--- Goal of the exercise ---
Word for word, transcribe the data below from the line with "fn echo_app() ->" to the line with "async fn body_text(response: Response)", keeping both of those lines.

--- Data provided ---
──────────────────────────────
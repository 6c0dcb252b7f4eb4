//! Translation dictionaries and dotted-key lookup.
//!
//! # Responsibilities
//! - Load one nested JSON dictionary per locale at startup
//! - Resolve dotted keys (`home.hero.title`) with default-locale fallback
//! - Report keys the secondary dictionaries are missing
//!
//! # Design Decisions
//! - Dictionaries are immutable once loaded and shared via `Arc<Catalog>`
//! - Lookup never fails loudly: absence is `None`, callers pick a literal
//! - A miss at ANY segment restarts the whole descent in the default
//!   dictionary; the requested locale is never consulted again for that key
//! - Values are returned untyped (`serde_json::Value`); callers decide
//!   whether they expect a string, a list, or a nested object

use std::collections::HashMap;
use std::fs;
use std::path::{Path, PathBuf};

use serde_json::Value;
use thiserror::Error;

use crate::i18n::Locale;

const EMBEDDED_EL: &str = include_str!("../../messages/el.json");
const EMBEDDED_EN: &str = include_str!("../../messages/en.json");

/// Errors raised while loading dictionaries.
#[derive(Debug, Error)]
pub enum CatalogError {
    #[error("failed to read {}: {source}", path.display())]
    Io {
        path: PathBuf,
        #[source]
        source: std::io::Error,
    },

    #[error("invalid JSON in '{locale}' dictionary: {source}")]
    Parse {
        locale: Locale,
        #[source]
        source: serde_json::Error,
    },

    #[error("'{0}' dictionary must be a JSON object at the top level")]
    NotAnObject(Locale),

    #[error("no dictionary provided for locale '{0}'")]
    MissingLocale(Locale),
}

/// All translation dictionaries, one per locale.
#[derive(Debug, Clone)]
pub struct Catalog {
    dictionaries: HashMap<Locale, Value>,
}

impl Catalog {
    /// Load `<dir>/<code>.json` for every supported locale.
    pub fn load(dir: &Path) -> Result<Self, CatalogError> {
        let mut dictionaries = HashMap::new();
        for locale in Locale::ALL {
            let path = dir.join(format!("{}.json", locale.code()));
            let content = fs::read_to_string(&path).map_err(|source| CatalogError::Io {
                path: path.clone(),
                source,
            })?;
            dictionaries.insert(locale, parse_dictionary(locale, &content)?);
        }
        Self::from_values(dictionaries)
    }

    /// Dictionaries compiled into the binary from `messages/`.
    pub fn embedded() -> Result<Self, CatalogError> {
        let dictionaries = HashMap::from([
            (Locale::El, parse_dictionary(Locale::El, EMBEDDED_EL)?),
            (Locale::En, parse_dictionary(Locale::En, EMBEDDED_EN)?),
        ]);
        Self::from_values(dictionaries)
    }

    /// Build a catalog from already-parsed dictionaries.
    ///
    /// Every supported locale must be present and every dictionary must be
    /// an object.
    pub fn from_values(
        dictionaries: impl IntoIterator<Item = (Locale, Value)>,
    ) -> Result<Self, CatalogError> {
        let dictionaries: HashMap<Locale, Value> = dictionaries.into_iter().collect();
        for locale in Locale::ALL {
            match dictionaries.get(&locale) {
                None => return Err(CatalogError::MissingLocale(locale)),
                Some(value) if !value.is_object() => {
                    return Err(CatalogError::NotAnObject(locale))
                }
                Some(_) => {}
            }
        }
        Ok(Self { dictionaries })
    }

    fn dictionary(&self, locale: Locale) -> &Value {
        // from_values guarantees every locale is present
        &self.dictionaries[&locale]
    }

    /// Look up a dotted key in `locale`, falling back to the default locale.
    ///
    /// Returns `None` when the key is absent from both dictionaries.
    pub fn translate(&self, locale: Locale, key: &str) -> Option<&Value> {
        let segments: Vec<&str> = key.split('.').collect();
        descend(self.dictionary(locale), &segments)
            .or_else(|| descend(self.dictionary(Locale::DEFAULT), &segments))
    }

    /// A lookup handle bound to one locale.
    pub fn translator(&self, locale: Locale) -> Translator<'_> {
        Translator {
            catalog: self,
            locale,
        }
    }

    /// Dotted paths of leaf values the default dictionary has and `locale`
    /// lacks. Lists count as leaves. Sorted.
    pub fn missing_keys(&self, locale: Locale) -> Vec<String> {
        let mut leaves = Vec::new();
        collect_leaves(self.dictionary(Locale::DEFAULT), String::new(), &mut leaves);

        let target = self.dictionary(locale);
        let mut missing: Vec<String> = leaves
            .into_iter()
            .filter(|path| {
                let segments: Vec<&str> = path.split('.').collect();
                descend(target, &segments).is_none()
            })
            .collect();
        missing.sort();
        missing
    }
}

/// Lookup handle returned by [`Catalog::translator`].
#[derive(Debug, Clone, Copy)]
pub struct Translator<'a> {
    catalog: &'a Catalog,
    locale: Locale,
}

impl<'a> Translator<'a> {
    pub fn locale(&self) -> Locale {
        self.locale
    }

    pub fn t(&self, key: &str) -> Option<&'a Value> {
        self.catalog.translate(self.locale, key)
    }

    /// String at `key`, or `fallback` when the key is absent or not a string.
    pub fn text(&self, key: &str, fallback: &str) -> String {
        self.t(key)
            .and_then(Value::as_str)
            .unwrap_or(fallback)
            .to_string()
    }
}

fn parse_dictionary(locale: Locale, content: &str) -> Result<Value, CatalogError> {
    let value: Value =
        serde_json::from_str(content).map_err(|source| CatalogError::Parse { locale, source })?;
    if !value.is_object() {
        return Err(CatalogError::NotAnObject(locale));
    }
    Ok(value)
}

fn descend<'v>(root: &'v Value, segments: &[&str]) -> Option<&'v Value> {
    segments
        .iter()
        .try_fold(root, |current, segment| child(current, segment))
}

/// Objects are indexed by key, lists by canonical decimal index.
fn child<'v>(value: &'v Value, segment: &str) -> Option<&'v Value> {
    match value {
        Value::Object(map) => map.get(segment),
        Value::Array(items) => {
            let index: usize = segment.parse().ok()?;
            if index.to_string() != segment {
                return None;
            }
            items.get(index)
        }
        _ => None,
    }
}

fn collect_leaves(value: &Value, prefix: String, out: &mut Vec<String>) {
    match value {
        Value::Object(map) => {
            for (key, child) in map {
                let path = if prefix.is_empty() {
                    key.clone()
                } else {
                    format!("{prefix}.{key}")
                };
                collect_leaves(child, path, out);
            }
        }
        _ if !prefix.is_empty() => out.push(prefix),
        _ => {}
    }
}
──────────────────────────────
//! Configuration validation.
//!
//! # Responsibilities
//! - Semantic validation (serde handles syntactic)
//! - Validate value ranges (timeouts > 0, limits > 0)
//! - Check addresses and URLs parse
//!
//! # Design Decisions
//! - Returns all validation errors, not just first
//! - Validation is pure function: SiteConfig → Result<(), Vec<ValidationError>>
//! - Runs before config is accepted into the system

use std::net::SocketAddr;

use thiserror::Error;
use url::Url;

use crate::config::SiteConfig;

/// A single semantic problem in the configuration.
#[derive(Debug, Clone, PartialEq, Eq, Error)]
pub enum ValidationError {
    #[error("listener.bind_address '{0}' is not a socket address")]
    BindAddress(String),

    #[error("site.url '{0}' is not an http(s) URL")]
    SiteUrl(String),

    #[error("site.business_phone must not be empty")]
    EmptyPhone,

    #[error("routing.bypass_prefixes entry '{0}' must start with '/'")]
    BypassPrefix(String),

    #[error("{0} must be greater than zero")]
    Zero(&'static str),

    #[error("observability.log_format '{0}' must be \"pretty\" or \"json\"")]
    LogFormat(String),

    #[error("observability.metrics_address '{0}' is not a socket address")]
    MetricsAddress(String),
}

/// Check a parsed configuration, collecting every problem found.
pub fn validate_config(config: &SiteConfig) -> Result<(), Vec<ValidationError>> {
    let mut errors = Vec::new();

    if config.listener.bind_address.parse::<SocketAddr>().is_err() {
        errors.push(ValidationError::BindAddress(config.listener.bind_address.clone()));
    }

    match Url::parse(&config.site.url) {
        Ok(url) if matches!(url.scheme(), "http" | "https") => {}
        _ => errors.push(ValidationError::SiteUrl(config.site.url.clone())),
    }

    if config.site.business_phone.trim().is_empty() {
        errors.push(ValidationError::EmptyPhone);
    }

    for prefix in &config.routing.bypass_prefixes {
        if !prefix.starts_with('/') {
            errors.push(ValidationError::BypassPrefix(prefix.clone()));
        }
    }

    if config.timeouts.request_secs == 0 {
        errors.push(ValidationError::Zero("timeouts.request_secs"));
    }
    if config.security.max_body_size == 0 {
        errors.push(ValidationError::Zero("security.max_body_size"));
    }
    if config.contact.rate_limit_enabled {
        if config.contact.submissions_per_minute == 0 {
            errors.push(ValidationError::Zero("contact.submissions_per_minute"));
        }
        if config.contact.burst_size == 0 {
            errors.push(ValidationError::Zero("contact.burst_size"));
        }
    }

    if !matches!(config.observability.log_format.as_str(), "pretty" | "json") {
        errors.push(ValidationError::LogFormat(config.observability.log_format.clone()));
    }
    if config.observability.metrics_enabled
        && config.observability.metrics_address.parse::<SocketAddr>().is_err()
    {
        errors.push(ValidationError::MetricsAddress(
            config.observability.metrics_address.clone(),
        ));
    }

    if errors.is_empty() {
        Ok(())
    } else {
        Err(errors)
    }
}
──────────────────────────────
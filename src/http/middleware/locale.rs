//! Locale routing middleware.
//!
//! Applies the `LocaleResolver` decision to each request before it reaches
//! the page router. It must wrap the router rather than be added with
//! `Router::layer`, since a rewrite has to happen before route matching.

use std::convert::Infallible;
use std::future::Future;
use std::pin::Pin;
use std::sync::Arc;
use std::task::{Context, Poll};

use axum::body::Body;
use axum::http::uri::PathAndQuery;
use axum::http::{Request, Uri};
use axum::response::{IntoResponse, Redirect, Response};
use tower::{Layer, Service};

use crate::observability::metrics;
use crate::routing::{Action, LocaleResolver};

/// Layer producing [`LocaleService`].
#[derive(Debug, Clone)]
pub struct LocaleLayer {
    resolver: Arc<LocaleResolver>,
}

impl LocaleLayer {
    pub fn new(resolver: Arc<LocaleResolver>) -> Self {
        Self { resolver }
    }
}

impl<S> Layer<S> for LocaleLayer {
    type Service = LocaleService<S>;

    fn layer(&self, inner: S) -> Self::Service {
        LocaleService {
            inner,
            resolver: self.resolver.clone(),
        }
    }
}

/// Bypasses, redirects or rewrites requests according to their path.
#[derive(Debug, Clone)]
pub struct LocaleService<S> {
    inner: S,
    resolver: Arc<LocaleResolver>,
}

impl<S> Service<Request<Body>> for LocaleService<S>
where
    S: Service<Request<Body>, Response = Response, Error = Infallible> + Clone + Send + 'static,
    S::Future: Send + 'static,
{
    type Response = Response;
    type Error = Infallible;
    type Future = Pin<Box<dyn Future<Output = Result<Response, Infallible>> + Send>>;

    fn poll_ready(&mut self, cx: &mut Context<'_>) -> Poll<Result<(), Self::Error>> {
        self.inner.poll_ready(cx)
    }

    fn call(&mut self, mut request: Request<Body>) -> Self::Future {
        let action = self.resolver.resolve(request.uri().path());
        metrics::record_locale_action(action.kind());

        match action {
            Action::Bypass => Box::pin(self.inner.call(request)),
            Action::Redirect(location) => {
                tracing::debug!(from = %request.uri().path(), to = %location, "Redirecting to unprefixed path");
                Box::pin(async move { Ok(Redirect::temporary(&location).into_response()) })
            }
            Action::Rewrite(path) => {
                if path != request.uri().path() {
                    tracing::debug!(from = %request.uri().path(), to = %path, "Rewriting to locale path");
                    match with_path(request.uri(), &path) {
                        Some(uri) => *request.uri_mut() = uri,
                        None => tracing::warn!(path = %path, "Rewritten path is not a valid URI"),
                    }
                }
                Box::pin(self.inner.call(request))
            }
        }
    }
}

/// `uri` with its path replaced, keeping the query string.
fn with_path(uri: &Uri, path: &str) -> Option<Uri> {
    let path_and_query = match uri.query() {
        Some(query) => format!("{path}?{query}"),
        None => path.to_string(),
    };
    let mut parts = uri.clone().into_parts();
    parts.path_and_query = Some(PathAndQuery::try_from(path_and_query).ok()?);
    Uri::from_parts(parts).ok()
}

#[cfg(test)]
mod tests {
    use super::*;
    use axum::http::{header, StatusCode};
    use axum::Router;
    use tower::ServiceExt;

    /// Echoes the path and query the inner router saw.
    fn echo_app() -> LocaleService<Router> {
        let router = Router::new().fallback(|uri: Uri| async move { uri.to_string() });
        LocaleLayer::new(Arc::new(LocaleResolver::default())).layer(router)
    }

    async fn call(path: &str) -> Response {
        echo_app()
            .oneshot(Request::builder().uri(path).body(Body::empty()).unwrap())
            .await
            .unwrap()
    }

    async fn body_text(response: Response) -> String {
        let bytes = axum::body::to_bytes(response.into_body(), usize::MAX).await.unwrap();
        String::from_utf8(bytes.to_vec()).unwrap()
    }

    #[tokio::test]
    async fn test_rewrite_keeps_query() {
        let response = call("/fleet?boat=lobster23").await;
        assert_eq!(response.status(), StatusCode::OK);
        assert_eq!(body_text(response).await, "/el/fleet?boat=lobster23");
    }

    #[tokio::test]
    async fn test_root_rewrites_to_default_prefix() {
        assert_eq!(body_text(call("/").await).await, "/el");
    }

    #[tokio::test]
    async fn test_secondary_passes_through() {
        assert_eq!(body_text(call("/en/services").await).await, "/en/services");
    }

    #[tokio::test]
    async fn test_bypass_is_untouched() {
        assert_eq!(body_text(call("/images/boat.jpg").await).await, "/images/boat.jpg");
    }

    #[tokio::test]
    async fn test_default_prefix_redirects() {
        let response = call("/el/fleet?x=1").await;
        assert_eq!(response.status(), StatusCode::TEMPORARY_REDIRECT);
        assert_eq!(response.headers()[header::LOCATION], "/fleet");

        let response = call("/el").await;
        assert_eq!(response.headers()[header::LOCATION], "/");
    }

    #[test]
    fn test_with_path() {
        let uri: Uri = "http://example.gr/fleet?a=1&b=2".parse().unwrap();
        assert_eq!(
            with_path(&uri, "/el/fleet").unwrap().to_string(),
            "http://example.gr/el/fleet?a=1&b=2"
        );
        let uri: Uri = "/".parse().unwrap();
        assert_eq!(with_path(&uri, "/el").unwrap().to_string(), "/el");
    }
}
──────────────────────────────
--- Exercise solution ---
    fn echo_app() -> LocaleService<Router> {
        let router = Router::new().fallback(|uri: Uri| async move { uri.to_string() });
        LocaleLayer::new(Arc::new(LocaleResolver::default())).layer(router)
    }

    async fn call(path: &str) -> Response {
        echo_app()
            .oneshot(Request::builder().uri(path).body(Body::empty()).unwrap())
            .await
            .unwrap()
    }

    async fn body_text(response: Response) -> String {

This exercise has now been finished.